Review the material line by line. Identify and copy every line that contains the string "handle".

######

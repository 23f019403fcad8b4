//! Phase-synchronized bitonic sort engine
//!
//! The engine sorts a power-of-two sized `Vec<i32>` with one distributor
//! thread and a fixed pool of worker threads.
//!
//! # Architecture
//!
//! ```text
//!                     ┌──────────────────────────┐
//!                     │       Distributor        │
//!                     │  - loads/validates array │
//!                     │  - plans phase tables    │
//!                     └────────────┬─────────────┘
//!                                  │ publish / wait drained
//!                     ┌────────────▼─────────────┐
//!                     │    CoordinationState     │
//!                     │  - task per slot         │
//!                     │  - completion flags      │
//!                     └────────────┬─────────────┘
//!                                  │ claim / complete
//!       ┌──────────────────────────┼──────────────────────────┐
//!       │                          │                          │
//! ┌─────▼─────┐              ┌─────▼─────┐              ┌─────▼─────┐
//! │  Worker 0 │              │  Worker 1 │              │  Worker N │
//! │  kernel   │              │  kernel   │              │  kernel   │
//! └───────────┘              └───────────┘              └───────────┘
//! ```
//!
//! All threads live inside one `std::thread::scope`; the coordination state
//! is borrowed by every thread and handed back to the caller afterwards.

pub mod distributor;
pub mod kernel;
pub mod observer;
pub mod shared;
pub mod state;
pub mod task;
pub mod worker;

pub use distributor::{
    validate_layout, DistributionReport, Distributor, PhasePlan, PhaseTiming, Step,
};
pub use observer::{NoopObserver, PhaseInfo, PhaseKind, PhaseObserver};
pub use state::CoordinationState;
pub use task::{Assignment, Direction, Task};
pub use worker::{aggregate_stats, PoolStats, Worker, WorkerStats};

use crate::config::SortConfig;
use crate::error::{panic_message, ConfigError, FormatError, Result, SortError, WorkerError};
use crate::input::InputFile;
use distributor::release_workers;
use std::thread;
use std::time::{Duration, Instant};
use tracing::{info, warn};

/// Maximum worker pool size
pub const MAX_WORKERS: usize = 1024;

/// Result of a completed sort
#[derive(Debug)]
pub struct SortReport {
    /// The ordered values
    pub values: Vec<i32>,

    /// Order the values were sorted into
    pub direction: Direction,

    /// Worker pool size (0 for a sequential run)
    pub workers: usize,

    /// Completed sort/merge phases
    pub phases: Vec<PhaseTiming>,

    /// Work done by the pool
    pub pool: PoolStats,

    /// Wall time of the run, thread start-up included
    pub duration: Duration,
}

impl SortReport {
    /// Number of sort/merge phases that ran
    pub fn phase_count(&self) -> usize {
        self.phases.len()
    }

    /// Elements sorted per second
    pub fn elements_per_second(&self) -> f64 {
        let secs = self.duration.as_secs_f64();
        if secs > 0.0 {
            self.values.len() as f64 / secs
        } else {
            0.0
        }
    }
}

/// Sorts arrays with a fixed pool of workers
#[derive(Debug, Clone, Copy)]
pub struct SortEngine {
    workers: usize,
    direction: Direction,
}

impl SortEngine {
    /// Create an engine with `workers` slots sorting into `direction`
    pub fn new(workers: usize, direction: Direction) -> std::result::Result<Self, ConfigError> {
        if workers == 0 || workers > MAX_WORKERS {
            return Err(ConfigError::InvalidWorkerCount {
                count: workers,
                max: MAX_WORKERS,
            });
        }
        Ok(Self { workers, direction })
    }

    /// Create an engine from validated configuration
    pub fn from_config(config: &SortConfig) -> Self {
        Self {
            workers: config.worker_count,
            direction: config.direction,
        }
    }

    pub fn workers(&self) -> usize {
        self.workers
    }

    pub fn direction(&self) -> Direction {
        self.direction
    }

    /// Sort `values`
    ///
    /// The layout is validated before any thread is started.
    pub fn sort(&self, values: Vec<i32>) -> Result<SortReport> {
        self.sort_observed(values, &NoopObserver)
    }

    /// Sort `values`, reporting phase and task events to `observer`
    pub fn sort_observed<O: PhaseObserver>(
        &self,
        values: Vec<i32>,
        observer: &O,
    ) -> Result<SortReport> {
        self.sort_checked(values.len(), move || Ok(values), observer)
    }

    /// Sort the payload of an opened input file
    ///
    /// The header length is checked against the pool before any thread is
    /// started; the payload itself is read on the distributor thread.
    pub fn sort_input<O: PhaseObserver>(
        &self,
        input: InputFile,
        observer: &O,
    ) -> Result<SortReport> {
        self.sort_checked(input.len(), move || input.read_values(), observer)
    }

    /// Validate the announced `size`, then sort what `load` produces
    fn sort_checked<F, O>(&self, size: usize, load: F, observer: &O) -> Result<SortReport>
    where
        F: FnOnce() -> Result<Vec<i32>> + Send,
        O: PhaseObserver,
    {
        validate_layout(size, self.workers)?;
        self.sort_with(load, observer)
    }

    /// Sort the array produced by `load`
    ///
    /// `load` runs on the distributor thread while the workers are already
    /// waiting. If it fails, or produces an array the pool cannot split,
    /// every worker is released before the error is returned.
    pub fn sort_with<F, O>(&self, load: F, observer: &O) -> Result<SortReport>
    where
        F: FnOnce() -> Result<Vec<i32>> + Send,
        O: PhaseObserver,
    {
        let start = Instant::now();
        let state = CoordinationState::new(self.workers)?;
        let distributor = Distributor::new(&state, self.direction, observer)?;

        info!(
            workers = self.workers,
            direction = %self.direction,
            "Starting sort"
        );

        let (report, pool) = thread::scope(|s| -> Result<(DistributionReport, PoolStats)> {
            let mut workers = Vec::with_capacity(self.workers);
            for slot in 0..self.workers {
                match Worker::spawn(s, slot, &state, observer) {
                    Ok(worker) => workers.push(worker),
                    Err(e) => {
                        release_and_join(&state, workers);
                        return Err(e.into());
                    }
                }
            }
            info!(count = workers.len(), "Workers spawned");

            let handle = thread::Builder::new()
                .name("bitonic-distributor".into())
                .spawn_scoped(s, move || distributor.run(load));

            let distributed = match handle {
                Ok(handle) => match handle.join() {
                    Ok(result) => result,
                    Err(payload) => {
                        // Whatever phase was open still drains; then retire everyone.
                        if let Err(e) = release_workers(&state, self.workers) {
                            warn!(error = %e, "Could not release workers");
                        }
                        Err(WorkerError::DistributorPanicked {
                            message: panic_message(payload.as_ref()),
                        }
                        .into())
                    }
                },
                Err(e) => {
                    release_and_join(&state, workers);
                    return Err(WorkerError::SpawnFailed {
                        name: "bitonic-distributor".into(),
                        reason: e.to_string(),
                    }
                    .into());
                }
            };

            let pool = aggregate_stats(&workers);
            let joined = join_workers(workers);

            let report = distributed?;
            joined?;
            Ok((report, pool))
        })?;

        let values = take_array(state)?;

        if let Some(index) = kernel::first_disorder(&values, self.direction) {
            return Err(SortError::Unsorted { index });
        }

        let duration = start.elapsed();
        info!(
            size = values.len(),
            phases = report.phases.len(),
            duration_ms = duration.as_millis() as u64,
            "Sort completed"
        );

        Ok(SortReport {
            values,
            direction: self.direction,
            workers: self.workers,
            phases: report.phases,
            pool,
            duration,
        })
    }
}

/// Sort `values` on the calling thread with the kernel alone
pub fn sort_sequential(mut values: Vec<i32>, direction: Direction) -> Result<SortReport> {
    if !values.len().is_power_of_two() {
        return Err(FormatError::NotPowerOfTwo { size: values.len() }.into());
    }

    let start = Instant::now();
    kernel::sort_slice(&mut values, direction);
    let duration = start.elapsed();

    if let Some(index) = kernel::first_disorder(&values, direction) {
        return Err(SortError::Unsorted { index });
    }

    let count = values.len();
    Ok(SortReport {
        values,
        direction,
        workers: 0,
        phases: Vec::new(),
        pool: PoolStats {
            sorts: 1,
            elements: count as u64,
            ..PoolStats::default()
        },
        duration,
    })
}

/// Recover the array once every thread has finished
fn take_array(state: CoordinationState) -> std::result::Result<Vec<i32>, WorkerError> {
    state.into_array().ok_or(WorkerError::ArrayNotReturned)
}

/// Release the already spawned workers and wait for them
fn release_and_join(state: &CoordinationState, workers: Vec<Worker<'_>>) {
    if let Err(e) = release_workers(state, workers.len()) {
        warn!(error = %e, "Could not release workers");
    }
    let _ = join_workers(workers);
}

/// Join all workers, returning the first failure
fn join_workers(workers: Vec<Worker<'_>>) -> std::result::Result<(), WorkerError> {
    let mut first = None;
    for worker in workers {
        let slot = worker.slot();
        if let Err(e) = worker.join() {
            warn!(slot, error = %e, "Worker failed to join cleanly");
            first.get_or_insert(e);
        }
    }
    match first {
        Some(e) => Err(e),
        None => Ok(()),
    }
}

######

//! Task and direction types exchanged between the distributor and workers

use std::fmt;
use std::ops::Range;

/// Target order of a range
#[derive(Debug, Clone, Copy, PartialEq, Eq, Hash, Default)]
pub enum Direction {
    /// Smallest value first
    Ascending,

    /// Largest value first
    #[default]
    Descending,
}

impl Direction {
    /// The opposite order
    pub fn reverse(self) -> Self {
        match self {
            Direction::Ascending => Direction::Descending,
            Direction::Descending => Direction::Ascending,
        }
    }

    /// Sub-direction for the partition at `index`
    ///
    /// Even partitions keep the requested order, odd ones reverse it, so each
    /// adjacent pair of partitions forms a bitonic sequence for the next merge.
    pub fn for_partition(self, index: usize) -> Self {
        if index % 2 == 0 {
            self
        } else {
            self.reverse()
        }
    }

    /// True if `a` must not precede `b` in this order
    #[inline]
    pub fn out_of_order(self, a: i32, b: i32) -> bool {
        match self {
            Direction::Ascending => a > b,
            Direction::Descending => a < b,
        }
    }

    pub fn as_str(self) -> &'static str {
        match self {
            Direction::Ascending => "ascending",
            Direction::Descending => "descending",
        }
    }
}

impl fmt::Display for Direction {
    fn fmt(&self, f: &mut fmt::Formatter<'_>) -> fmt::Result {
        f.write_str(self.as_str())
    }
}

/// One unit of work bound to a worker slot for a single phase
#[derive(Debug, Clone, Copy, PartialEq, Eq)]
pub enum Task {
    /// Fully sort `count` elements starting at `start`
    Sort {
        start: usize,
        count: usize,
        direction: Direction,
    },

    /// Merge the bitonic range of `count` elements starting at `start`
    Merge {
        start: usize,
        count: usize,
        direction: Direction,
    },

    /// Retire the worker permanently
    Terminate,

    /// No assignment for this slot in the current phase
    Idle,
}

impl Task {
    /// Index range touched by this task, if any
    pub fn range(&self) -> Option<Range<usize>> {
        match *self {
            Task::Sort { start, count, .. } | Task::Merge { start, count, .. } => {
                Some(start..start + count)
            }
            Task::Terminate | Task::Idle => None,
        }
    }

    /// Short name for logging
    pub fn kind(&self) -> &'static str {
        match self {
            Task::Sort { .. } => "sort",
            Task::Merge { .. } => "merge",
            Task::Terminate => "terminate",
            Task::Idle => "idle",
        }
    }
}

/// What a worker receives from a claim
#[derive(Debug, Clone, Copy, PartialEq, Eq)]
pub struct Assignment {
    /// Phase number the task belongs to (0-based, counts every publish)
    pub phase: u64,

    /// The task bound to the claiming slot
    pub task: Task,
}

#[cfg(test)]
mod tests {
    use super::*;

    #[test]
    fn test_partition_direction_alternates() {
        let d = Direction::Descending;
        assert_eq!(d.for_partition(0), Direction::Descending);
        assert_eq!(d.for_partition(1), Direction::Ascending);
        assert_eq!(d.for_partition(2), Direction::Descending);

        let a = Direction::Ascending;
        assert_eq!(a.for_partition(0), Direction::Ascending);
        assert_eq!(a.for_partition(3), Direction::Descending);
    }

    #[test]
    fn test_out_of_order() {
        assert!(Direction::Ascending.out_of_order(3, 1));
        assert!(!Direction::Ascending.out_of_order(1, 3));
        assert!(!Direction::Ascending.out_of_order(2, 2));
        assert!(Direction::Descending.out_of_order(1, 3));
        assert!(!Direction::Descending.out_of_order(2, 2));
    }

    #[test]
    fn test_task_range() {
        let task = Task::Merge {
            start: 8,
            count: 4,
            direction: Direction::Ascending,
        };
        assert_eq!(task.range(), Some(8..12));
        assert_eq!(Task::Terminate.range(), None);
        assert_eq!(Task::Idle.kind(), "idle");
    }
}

######

- ANSWER SECTION
            let handle = thread::Builder::new()
            let distributed = match handle {
                Ok(handle) => match handle.join() {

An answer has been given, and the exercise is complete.